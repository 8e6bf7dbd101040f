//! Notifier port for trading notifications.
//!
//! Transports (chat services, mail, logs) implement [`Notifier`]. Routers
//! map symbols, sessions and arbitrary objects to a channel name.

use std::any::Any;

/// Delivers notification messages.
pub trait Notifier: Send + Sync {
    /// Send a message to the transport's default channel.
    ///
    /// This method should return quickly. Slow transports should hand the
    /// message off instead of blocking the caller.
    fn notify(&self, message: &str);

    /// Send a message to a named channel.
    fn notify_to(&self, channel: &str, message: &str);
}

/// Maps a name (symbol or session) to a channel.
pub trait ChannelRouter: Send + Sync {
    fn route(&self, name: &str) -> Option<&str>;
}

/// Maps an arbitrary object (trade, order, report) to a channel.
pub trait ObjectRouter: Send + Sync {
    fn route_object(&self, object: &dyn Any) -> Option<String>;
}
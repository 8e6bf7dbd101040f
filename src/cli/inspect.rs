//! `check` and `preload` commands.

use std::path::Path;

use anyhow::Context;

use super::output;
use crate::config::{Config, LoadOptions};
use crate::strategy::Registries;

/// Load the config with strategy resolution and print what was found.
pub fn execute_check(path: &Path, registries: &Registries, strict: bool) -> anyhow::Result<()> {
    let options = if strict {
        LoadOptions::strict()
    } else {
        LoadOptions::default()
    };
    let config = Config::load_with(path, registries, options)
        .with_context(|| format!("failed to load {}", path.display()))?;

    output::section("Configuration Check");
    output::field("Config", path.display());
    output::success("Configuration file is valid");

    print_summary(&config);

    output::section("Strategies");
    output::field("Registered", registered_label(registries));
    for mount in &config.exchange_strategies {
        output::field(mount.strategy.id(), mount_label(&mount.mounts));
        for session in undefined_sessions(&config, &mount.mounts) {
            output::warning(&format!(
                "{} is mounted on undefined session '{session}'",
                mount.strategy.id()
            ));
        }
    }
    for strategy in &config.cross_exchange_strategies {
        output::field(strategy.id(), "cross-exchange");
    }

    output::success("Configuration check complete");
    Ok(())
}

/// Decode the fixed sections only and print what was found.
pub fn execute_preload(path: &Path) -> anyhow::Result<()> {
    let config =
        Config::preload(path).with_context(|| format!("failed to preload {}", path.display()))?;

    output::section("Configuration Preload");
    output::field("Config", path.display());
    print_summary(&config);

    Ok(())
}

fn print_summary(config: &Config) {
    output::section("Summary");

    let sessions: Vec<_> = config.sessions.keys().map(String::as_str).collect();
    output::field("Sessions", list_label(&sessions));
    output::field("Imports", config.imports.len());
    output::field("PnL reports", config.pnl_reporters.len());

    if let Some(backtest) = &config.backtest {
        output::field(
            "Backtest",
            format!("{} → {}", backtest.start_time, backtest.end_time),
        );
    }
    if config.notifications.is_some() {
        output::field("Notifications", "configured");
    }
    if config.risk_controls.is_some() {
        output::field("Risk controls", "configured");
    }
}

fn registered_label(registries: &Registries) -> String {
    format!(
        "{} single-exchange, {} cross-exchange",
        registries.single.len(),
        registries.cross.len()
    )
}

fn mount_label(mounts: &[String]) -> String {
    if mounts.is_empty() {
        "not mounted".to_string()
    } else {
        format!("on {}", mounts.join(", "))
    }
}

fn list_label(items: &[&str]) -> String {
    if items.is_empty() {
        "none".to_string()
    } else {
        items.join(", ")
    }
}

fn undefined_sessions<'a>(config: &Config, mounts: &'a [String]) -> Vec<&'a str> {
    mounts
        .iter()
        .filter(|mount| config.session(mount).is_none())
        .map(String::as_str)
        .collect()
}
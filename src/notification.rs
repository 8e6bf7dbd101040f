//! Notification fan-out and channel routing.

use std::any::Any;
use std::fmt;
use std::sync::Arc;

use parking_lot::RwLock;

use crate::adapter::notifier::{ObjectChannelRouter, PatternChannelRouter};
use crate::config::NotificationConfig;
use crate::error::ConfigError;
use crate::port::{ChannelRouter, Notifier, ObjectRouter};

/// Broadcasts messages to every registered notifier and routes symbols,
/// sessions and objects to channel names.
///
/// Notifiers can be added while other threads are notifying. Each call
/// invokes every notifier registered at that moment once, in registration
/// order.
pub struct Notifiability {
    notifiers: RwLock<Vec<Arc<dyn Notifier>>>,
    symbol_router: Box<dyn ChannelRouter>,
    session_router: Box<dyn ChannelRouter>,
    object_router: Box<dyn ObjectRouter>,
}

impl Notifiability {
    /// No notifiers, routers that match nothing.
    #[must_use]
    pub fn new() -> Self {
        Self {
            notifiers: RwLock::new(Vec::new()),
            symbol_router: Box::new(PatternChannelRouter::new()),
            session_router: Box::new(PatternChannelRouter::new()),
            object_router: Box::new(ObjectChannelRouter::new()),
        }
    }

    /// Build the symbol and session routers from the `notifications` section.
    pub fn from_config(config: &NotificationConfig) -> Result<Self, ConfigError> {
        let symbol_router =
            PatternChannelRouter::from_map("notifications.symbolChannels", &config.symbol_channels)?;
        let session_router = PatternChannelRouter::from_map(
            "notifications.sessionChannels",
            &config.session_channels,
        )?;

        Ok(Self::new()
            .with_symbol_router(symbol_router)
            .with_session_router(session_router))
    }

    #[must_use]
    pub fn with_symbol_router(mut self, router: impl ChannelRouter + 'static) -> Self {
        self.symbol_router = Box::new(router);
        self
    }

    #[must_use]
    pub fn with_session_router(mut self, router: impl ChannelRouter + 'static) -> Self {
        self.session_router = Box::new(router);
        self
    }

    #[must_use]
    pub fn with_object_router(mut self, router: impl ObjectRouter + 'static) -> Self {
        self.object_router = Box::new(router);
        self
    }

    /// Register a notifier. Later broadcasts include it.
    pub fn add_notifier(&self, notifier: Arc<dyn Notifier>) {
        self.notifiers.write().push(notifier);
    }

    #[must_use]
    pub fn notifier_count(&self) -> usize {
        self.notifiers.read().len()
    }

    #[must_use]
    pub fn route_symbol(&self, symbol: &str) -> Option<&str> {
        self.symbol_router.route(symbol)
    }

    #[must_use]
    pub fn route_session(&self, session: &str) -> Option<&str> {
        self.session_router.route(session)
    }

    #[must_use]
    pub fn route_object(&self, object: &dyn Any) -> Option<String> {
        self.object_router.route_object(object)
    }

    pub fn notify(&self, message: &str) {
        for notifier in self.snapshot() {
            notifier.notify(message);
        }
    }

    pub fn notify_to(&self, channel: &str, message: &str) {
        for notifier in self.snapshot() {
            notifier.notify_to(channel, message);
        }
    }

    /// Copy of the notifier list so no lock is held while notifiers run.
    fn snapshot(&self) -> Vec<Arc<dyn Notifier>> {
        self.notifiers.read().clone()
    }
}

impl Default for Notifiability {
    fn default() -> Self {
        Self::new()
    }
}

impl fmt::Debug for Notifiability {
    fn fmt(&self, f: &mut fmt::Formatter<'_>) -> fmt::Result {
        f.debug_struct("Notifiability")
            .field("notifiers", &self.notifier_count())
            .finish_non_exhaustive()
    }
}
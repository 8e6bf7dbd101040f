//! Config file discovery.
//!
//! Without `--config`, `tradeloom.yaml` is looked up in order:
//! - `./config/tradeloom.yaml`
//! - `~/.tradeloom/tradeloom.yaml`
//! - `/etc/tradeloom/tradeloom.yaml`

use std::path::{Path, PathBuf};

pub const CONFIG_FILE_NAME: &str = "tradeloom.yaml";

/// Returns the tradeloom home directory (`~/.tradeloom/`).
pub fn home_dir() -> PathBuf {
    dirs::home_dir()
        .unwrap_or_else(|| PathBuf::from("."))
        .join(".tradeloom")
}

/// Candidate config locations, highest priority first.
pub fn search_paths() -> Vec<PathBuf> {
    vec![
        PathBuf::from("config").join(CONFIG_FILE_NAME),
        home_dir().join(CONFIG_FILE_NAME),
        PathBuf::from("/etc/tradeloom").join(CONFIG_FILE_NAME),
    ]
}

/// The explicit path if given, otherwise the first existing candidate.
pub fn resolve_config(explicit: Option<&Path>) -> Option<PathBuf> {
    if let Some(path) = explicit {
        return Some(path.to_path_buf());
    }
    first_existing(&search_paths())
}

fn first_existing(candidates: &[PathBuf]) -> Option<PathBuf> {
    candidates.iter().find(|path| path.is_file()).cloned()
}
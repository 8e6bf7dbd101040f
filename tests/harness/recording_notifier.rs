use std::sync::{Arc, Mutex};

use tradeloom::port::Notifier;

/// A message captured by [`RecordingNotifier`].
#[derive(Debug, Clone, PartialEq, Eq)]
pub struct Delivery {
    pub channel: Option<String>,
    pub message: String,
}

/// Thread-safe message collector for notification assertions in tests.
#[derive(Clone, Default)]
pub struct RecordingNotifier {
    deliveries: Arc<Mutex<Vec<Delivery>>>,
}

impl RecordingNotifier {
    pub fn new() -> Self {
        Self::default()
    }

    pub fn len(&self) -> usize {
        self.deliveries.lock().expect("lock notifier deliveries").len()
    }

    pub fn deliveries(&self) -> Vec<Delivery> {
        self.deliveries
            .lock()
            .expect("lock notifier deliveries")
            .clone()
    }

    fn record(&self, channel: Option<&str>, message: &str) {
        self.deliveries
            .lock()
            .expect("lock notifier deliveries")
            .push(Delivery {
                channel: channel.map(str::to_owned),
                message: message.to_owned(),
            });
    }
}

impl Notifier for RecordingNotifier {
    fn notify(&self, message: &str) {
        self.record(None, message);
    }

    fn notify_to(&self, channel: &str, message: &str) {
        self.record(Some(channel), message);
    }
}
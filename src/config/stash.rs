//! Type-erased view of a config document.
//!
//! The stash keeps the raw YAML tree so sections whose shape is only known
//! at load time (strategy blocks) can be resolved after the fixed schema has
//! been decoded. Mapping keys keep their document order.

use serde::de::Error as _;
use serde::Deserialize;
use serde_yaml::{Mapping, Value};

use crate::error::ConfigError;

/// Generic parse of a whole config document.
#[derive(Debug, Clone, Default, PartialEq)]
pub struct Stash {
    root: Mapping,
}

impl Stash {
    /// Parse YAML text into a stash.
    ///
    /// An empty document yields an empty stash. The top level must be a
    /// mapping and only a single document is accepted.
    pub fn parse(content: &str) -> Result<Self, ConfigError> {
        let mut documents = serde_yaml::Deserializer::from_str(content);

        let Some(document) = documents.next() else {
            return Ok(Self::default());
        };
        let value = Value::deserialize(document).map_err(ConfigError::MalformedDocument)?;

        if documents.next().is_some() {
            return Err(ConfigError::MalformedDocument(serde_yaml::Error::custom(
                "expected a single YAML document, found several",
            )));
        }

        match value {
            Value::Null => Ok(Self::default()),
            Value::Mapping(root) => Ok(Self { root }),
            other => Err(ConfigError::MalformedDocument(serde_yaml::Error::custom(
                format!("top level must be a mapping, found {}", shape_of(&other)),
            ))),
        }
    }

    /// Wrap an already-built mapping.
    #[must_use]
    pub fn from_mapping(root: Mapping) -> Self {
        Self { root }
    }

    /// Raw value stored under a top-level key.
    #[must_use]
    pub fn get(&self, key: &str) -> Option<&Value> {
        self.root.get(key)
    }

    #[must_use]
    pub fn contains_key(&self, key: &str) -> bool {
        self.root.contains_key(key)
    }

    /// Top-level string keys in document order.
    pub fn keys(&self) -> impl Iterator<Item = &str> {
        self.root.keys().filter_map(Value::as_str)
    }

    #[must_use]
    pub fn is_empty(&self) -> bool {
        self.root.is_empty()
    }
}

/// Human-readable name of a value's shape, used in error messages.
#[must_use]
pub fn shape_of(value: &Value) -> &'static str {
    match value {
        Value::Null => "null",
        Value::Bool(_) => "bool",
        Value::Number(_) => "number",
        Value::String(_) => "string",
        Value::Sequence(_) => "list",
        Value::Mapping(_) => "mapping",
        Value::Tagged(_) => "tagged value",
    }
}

**Directions for this task**: Your output should consist solely of the lines from the beginning of the entries through the line containing "pub trait ChannelRouter: Send", reproduced exactly.

**Result for this exercise**:
repository 8e6bf7dbd101040f
//! Notifier port for trading notifications.
//!
//! Transports (chat services, mail, logs) implement [`Notifier`]. Routers
//! map symbols, sessions and arbitrary objects to a channel name.

use std::any::Any;

/// Delivers notification messages.
pub trait Notifier: Send + Sync {
    /// Send a message to the transport's default channel.
    ///
    /// This method should return quickly. Slow transports should hand the
    /// message off instead of blocking the caller.
    fn notify(&self, message: &str);

    /// Send a message to a named channel.
    fn notify_to(&self, channel: &str, message: &str);
}

/// Maps a name (symbol or session) to a channel.
pub trait ChannelRouter: Send + Sync {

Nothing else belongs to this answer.